Accommodation has its problems, however. One is that a system based on individualized exemptions is difficult for judges to administer. Creating exemptions to general laws on a case by case basis struck Scalia as too chaotic, and beyond the competence of the judiciary. Thus, though he thought that accommodations created by legislation would be permissible - such as the change in our Controlled Substances Act that legalized the sacramental use of peyote - he was opposed to granting such exemptions judicially.
Another problem faced by the accommodationist position is that it has typically favoured religion and disfavoured other reasons people may have for seeking an exemption to general laws - family reasons, for example, or reasons having to do with personal commitments to art or even to a secular ethical creed.
To some extent, it is possible to deal with these other commitments in other areas of law - through a capacious free speech principle, for example, and through laws protecting family leave. But not all problems can be handled this way. And some scholars think this a sufficient reason to deny accommodations for all, thus reverting to the Lockean position: if the system of accommodations cannot be made fair for all, it should not exist. They thus revert to a position that is both less ample and less equal in regard to religious liberty, but on grounds that are not without their merit.

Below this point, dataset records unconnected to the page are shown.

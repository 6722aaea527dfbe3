//! Recorder progress-stream parsing.
//!
//! With `-progress pipe:1` ffmpeg writes key=value lines to stdout:
//! periodic `out_time_ms=` elapsed markers (microseconds, despite the name)
//! and a terminal `progress=end`.

/// Parse an `out_time_ms=` line into elapsed whole seconds (rounded up).
pub fn parse_out_time_secs(line: &str) -> Option<u64> {
    let value = line.strip_prefix("out_time_ms=")?.trim();
    let micros: i64 = value.parse().ok()?;
    if micros < 0 {
        return None;
    }
    Some((micros as f64 / 1e6).ceil() as u64)
}

/// True for the terminal `progress=end` marker.
pub fn is_end_marker(line: &str) -> bool {
    matches!(line.trim().strip_prefix("progress="), Some("end"))
}

/// Accumulates progress markers for one session.
#[derive(Debug, Default)]
pub struct ProgressTracker {
    elapsed_secs: u64,
    ended: bool,
}

impl ProgressTracker {
    pub fn observe(&mut self, line: &str) {
        if let Some(secs) = parse_out_time_secs(line) {
            self.elapsed_secs = secs;
        }
        if is_end_marker(line) {
            self.ended = true;
        }
    }

    pub fn elapsed_secs(&self) -> u64 {
        self.elapsed_secs
    }

    /// The configured capture length was reached and the recorder flagged a
    /// clean end: the expected cutoff of a full-length session.
    pub fn limit_reached(&self, capture_secs: u64) -> bool {
        self.ended && self.elapsed_secs >= capture_secs
    }
}

#[cfg(test)]
mod tests {
    use super::*;

    #[test]
    fn out_time_is_microseconds_rounded_up() {
        assert_eq!(parse_out_time_secs("out_time_ms=1800000000"), Some(1800));
        assert_eq!(parse_out_time_secs("out_time_ms=1799000001"), Some(1800));
        assert_eq!(parse_out_time_secs("out_time_ms=0"), Some(0));
        assert_eq!(parse_out_time_secs("out_time_ms=-9223372036854775808"), None);
        assert_eq!(parse_out_time_secs("frame=100"), None);
        assert_eq!(parse_out_time_secs("out_time_ms=abc"), None);
    }

    #[test]
    fn end_marker_detection() {
        assert!(is_end_marker("progress=end"));
        assert!(!is_end_marker("progress=continue"));
        assert!(!is_end_marker("speed=1.0x"));
    }

    #[test]
    fn tracker_flags_a_clean_full_length_cutoff() {
        let mut tracker = ProgressTracker::default();
        tracker.observe("out_time_ms=900000000");
        tracker.observe("progress=continue");
        assert!(!tracker.limit_reached(1800));

        tracker.observe("out_time_ms=1800000000");
        assert!(!tracker.limit_reached(1800)); // no end marker yet

        tracker.observe("progress=end");
        assert!(tracker.limit_reached(1800));
        assert_eq!(tracker.elapsed_secs(), 1800);
    }

    #[test]
    fn early_end_is_not_a_limit_cutoff() {
        let mut tracker = ProgressTracker::default();
        tracker.observe("out_time_ms=120000000");
        tracker.observe("progress=end");
        assert!(!tracker.limit_reached(1800));
    }
}
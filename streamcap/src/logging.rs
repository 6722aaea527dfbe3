//! Logging initialization.
//!
//! Console output plus a daily-rolling log file, with local timezone
//! timestamps so log lines line up with the console tables.

use std::path::Path;

use chrono::Local;
use tracing_appender::non_blocking::WorkerGuard;
use tracing_subscriber::{
    EnvFilter,
    fmt::{self, format::Writer, time::FormatTime},
    layer::SubscriberExt,
    util::SubscriberInitExt,
};

/// Default log filter directive.
pub const DEFAULT_LOG_FILTER: &str = "streamcap=info,sqlx=warn";

/// Custom timer that uses the local timezone via chrono.
#[derive(Debug, Clone, Copy)]
struct LocalTimer;

impl FormatTime for LocalTimer {
    fn format_time(&self, w: &mut Writer<'_>) -> std::fmt::Result {
        write!(w, "{}", Local::now().format("%H:%M:%S"))
    }
}

/// Initialize tracing with console and rolling-file layers.
///
/// The returned guard must be held for the lifetime of the process; dropping
/// it stops the background log writer.
pub fn init(log_dir: &Path) -> std::io::Result<WorkerGuard> {
    std::fs::create_dir_all(log_dir)?;

    let file_appender = tracing_appender::rolling::daily(log_dir, "streamcap.log");
    let (file_writer, guard) = tracing_appender::non_blocking(file_appender);

    let filter = EnvFilter::try_from_default_env().unwrap_or_else(|_| DEFAULT_LOG_FILTER.into());

    tracing_subscriber::registry()
        .with(filter)
        .with(
            fmt::layer()
                .with_timer(LocalTimer)
                .with_target(false),
        )
        .with(
            fmt::layer()
                .with_timer(LocalTimer)
                .with_ansi(false)
                .with_writer(file_writer),
        )
        .init();

    Ok(guard)
}
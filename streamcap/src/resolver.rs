//! Playback-URL resolution.
//!
//! One remote call per target against the edge-URL endpoint, classified into
//! the error taxonomy. Callers decide whether to re-resolve; there is no
//! retry in here.

use std::time::Duration;

use reqwest::Client;
use serde::Deserialize;
use tokio::task::JoinSet;
use tokio_util::sync::CancellationToken;
use tracing::{debug, error};
use url::Url;

use crate::config::Settings;
use crate::http::resolver_client;
use crate::{Error, Result};

/// Outcome of one resolution attempt. Immutable once produced.
#[derive(Debug, Clone)]
pub struct ResolutionResult {
    pub name: String,
    pub success: bool,
    pub url: Option<String>,
    pub domain: Option<String>,
    pub room_status: String,
    pub status_code: u16,
}

impl ResolutionResult {
    /// Failure placeholder carrying the remote status for the caller.
    fn failed(name: &str, status_code: u16) -> Self {
        Self {
            name: name.to_string(),
            success: false,
            url: None,
            domain: None,
            room_status: "failed".to_string(),
            status_code,
        }
    }

    /// A synthesized result for a target whose edge domain is already known;
    /// used when chaining sessions after a clean time-limit cutoff.
    pub fn from_known_domain(name: &str, url: String, domain: String) -> Self {
        Self {
            name: name.to_string(),
            success: true,
            url: Some(url),
            domain: Some(domain),
            room_status: "public".to_string(),
            status_code: 200,
        }
    }

    /// Source exists but is not currently live.
    pub fn is_idle(&self) -> bool {
        self.success && self.url.is_none() && self.status_code == 200
    }
}

/// Wire payload of the edge-URL endpoint. Only the consumed fields.
#[derive(Debug, Deserialize)]
pub struct EdgePayload {
    pub success: bool,
    #[serde(default)]
    pub url: String,
    #[serde(default)]
    pub room_status: String,
}

/// Classify one remote response into a result or a taxonomy error.
///
/// Priority order: 429, non-200, not-found payload, idle payload, live.
pub fn classify(name: &str, status_code: u16, payload: Option<&EdgePayload>) -> Result<ResolutionResult> {
    if status_code == 429 {
        return Err(Error::rate_limited(name, status_code));
    }
    if status_code != 200 {
        return Err(Error::unreachable(name, status_code));
    }

    let payload = payload.ok_or_else(|| Error::unreachable(name, status_code))?;

    if !payload.success {
        return Err(Error::not_found(name));
    }

    if payload.url.is_empty() {
        // Known source, currently idle. Not an error.
        return Ok(ResolutionResult {
            name: name.to_string(),
            success: true,
            url: None,
            domain: None,
            room_status: payload.room_status.clone(),
            status_code,
        });
    }

    let domain = Url::parse(&payload.url)
        .ok()
        .and_then(|u| u.host_str().map(|h| h.to_string()));

    Ok(ResolutionResult {
        name: name.to_string(),
        success: true,
        url: Some(payload.url.clone()),
        domain,
        room_status: if payload.room_status.is_empty() {
            "public".to_string()
        } else {
            payload.room_status.clone()
        },
        status_code,
    })
}

/// Resolves playable URLs for batches of target names.
pub struct UrlResolver {
    client: Client,
    edge_url: String,
    referer_base: String,
    timeout: Duration,
}

impl UrlResolver {
    pub fn new(settings: &Settings) -> Result<Self> {
        Ok(Self {
            client: resolver_client(&settings.referer_base)?,
            edge_url: settings.edge_url.clone(),
            referer_base: settings.referer_base.clone(),
            timeout: settings.resolve_timeout,
        })
    }

    /// Resolve every name concurrently under one cancellation scope.
    ///
    /// Cancellation returns whatever completed so far; this never hangs past
    /// the per-request timeout. Classified failures are logged and folded
    /// into `success = false` results.
    pub async fn resolve(&self, names: &[String], cancel: &CancellationToken) -> Vec<ResolutionResult> {
        let started = std::time::Instant::now();
        let mut tasks = JoinSet::new();

        for name in names {
            let client = self.client.clone();
            let edge_url = self.edge_url.clone();
            let referer = format!("{}/{}/", self.referer_base, name);
            let timeout = self.timeout;
            let name = name.clone();
            tasks.spawn(async move { fetch_one(client, edge_url, referer, timeout, name).await });
        }

        let mut results = Vec::with_capacity(names.len());
        loop {
            tokio::select! {
                biased;

                _ = cancel.cancelled() => {
                    tasks.abort_all();
                    break;
                }
                joined = tasks.join_next() => {
                    match joined {
                        Some(Ok(result)) => results.push(result),
                        Some(Err(_)) => continue,
                        None => break,
                    }
                }
            }
        }

        debug!(
            "Resolved {} of {} streamer(s) in {:.4} seconds",
            results.len(),
            names.len(),
            started.elapsed().as_secs_f64()
        );

        results
    }

    /// Resolve a single name, surfacing the classified error to the caller
    /// instead of folding it. Used by the console `get` command.
    pub async fn resolve_one(&self, name: &str) -> Result<ResolutionResult> {
        let referer = format!("{}/{}/", self.referer_base, name);
        let response = self
            .client
            .post(&self.edge_url)
            .header("referer", referer)
            .form(&[("room_slug", name), ("bandwidth", "high")])
            .timeout(self.timeout)
            .send()
            .await?;

        let status_code = response.status().as_u16();
        let payload = response.json::<EdgePayload>().await.ok();
        classify(name, status_code, payload.as_ref())
    }
}

async fn fetch_one(
    client: Client,
    edge_url: String,
    referer: String,
    timeout: Duration,
    name: String,
) -> ResolutionResult {
    let response = client
        .post(&edge_url)
        .header("referer", referer)
        .form(&[("room_slug", name.as_str()), ("bandwidth", "high")])
        .timeout(timeout)
        .send()
        .await;

    let response = match response {
        Ok(response) => response,
        Err(e) => {
            error!("Stream data request failed for {name}: {e}");
            return ResolutionResult::failed(&name, 0);
        }
    };

    let status_code = response.status().as_u16();
    let payload = response.json::<EdgePayload>().await.ok();

    match classify(&name, status_code, payload.as_ref()) {
        Ok(result) => result,
        Err(e) => {
            error!("{e}");
            ResolutionResult::failed(&name, status_code)
        }
    }
}
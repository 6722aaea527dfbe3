//! Timestamp helpers for the database layer.
//!
//! Timestamps are stored as `TEXT` in `%Y-%m-%d %H:%M:%S` local time, the
//! same shape SQLite's `DATETIME('now', 'localtime')` produces, so rows
//! written from Rust and rows defaulted by the schema compare correctly.

use chrono::{Local, NaiveDateTime};

/// Storage format for timestamps.
pub const TIMESTAMP_FORMAT: &str = "%Y-%m-%d %H:%M:%S";

/// Current local time in storage format.
pub fn now_string() -> String {
    Local::now().format(TIMESTAMP_FORMAT).to_string()
}

/// Current local date (`%Y-%m-%d`), used for block dates.
pub fn today_string() -> String {
    Local::now().format("%Y-%m-%d").to_string()
}

/// Parse a stored timestamp.
pub fn parse_timestamp(value: &str) -> Option<NaiveDateTime> {
    NaiveDateTime::parse_from_str(value, TIMESTAMP_FORMAT).ok()
}

#[cfg(test)]
mod tests {
    use super::*;

    #[test]
    fn round_trip() {
        let now = now_string();
        assert!(parse_timestamp(&now).is_some());
    }

    #[test]
    fn rejects_garbage() {
        assert!(parse_timestamp("not a time").is_none());
        assert!(parse_timestamp("2024-13-40 99:99:99").is_none());
    }
}
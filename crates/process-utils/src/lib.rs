//! Small process-related helpers shared across the workspace.
//!
//! Covers the three child-process concerns the recorder needs: spawning
//! detached children that outlive the parent, probing whether a previously
//! recorded pid still maps to a live OS process, and terminating a process
//! by pid.

use std::ffi::OsStr;

use sysinfo::{Pid, ProcessesToUpdate, Signal, System};

#[cfg(windows)]
const CREATE_NO_WINDOW: u32 = 0x0800_0000;

/// Apply the Windows `CREATE_NO_WINDOW` flag to child processes.
///
/// On non-Windows targets this is a no-op.
pub trait NoWindowExt {
    fn no_window(&mut self);
}

impl NoWindowExt for std::process::Command {
    fn no_window(&mut self) {
        #[cfg(windows)]
        {
            use std::os::windows::process::CommandExt;
            self.creation_flags(CREATE_NO_WINDOW);
        }
    }
}

/// Detach a child from the parent's lifetime.
///
/// On Unix the child is placed in its own process group so it survives the
/// parent exiting and is not reached by terminal signals sent to the
/// parent's group. On Windows the no-window flag already detaches from the
/// console.
pub trait DetachExt {
    fn detached(&mut self);
}

impl DetachExt for std::process::Command {
    fn detached(&mut self) {
        #[cfg(unix)]
        {
            use std::os::unix::process::CommandExt;
            self.process_group(0);
        }
        self.no_window();
    }
}

/// Create a `std::process::Command` with `CREATE_NO_WINDOW` applied on Windows.
pub fn std_command(program: impl AsRef<OsStr>) -> std::process::Command {
    let mut cmd = std::process::Command::new(program);
    cmd.no_window();
    cmd
}

#[cfg(feature = "tokio")]
impl NoWindowExt for tokio::process::Command {
    fn no_window(&mut self) {
        #[cfg(windows)]
        {
            use std::os::windows::process::CommandExt;
            self.as_std_mut().creation_flags(CREATE_NO_WINDOW);
        }
    }
}

#[cfg(feature = "tokio")]
impl DetachExt for tokio::process::Command {
    fn detached(&mut self) {
        self.as_std_mut().detached();
    }
}

/// Create a `tokio::process::Command` with `CREATE_NO_WINDOW` applied on Windows.
#[cfg(feature = "tokio")]
pub fn tokio_command(program: impl AsRef<OsStr>) -> tokio::process::Command {
    let mut cmd = tokio::process::Command::new(program);
    cmd.no_window();
    cmd
}

/// Create a detached `tokio::process::Command` (own process group, no window).
#[cfg(feature = "tokio")]
pub fn detached_command(program: impl AsRef<OsStr>) -> tokio::process::Command {
    let mut cmd = tokio::process::Command::new(program);
    cmd.detached();
    cmd
}

/// Zero-signal liveness probe for a pid.
///
/// Returns `true` while the process table has an entry for `pid`. The probe
/// never distinguishes "no permission" from "alive" — callers that clear
/// persisted state should only act on a definitive `false`.
pub fn process_exists(pid: u32) -> bool {
    let pid = Pid::from_u32(pid);
    let mut system = System::new();
    system.refresh_processes(ProcessesToUpdate::Some(&[pid]), true);
    system.process(pid).is_some()
}

/// Ask a process to terminate (SIGTERM on Unix, TerminateProcess on Windows).
///
/// Returns `false` when the process does not exist or the signal could not
/// be delivered.
pub fn terminate(pid: u32) -> bool {
    let pid = Pid::from_u32(pid);
    let mut system = System::new();
    system.refresh_processes(ProcessesToUpdate::Some(&[pid]), true);
    match system.process(pid) {
        Some(process) => process
            .kill_with(Signal::Term)
            .unwrap_or_else(|| process.kill()),
        None => false,
    }
}

#[cfg(test)]
mod tests {
    use super::*;

    #[test]
    fn own_process_is_alive() {
        assert!(process_exists(std::process::id()));
    }

    #[test]
    fn reaped_child_is_gone() {
        let mut child = std_command("true").spawn().expect("spawn true");
        let pid = child.id();
        child.wait().expect("wait");
        assert!(!process_exists(pid));
    }

    #[test]
    fn terminate_missing_pid_is_false() {
        // Spawn and reap a short-lived child, then signal its stale pid.
        let mut child = std_command("true").spawn().expect("spawn true");
        let pid = child.id();
        child.wait().expect("wait");
        assert!(!terminate(pid));
    }
}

So the Roger Williams position has not yet shown that it can defeat the Lockean position. This is a thorny issue that requires lengthy discussion. But we don't need it, because the recent European cases all involve discriminatory laws that fail to pass even the weaker Lockean test - although in the special case of French secularism this will take some time to show.
For it might seem that French laicite is that rara avis, a policy that restricts liberty across the board, while protecting equal liberty: liberty is less ample, but everyone suffers from the same restrictions. Things are actually more complicated, as I shall argue.
Let me demonstrate this by working through the five most prominent arguments in favour of banning the Burqa are made inconsistently in ways that tacitly favour majority practices and burden minority practices. They are thus not compatible with a principle of equal liberty, and thus, in turn, not compatible with the idea of equal respect for conscience from which that principle springs. Indeed, all are cases of seeing the mote in your brother's eye while failing to appreciate the large plank that is in your own eye: for all target situations alleged to be present in Muslim communities while failing to note their ubiquity in the majority culture.
Let's look at each argument in turn, asking whether it treats all citizens with equal respect.
Arguments 1 and 2: Security and Transparency
First is the argument from security: it holds that security requires people to show their face when appearing in public places. A second, closely related, argument, which I shall treat together with it, says that the kind of transparency and reciprocity proper to relations between citizens is impeded by covering part of the face.
What is wrong with both of these arguments is that they are applied inconsistently. It gets very cold where I live in Chicago. Along the streets we walk, hats pulled down over ears and brows, scarves wound tightly around noses and mouths. No problem of either transparency or security is thought to exist, nor are we forbidden to enter public buildings so insulated.
Moreover, many beloved and trusted professionals cover their faces all year round: surgeons, dentists, skiers and skaters. The latter typically wear a full - face covering with slits only for the eyes, similar to a Niqab. Some are even more covered than the typical Burqa wearer. In general, then, what inspires fear and mistrust in Europe, and, to some extent, in the United States, is not covering per se, but Muslim covering.
So, what to do about the threat that all bulky and non-revealing clothing creates? Airline security does a lot, with metal detectors, body imaging, pat-downs, and so on (one very nice system is at work in India, where all passengers get a full manual pat-down, but in a curtained booth by a member of the same sex who is clearly trained to be courteous and respectful). Sport stadiums search all bags (though more to check for beer than for explosives, thus protecting the interests of in-stadium vendors). Retailers or other organizations who feel that bulky clothing is a threat (whether of shoplifting or terrorism or both) could institute a non-discriminatory rule banning; They could even have a body scanner at the door, but they don't, presumably preferring customer friendliness to the extra margin of safety.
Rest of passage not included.